Summer 1995, school holidays, sunny days, knuckling down to GCSE revision (NOT!) and all that malarkey.

Anyway, a few lads from school dare me £20 (which was a lot of money back then...) to go for a month without taking a dump. "Hmmm" says I, "I accept your challenge"...

Now, being the monkey that I am, I didn't stop to think that I could poo in the comfort of my own home where no one would ever know; subsequently lie about my fecal deposits and at the end of the month claim my 20quid reward... No. I went the whole hog.

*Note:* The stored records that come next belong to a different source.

//! Degeneracy repair so every displayable area renders as a visible shape.

use std::collections::BTreeSet;

use carbon_map_geometry_models::LatLng;

/// Half-width in degrees of the square synthesized for degenerate input.
pub const FALLBACK_HALF_WIDTH: f64 = 0.08;

/// Center used when neither a hint nor any point is available.
pub const DEFAULT_CENTER: LatLng = LatLng::new(0.0, 37.0);

/// Decimal places used as the equality key when counting distinct points
/// (about 1.1 m at the equator).
const DEDUP_SCALE: f64 = 100_000.0;

/// Returns a ring with at least three distinct vertices.
///
/// Input with three or more distinct points (compared at 5 decimal places)
/// is returned unmodified. Otherwise a square of half-width
/// [`FALLBACK_HALF_WIDTH`] is synthesized around `center_hint`, or the
/// first available point, or [`DEFAULT_CENTER`].
#[must_use]
pub fn ensure_visible_polygon(points: &[LatLng], center_hint: Option<LatLng>) -> Vec<LatLng> {
    if distinct_count(points) >= 3 {
        return points.to_vec();
    }

    let center = center_hint
        .or_else(|| points.first().copied())
        .unwrap_or(DEFAULT_CENTER);

    log::debug!(
        "Degenerate boundary ({} points), synthesizing square at ({}, {})",
        points.len(),
        center.lat,
        center.lng
    );

    fallback_square(center, FALLBACK_HALF_WIDTH)
}

/// Axis-aligned square around `center`, counter-clockwise in the map plane.
#[must_use]
pub fn fallback_square(center: LatLng, half_width: f64) -> Vec<LatLng> {
    let d = half_width;
    vec![
        LatLng::new(center.lat - d, center.lng - d),
        LatLng::new(center.lat - d, center.lng + d),
        LatLng::new(center.lat + d, center.lng + d),
        LatLng::new(center.lat + d, center.lng - d),
    ]
}

#[allow(clippy::cast_possible_truncation)]
fn dedup_key(point: LatLng) -> (i64, i64) {
    (
        (point.lat * DEDUP_SCALE).round() as i64,
        (point.lng * DEDUP_SCALE).round() as i64,
    )
}

fn distinct_count(points: &[LatLng]) -> usize {
    points
        .iter()
        .map(|p| dedup_key(*p))
        .collect::<BTreeSet<_>>()
        .len()
}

20 or so days later, I'm laid up in bed with a fever, stomach cramps like you would no believe and a bowel full of some kind of unholy nastiness. I couldn't sleep properly for fear of unleashing my 'child', and I could barely move towards the end.

Needless to say I didn't abstain for the full month. I did however manage 22 days, which I feel is moderately impressive. The 'birthing' process was a long and painful one however, and one which lasted well into the following day (not in one continuous session might I add, but several lengthy shifts at the porcelain temple).

That was 13 years ago.

Last year I happened to be in the local shopping centre when I heard a cry of "Oi! small-non-bearded-gentleman-of-indistinguishable-origin, have you been for a shite yet?" resonating from below me...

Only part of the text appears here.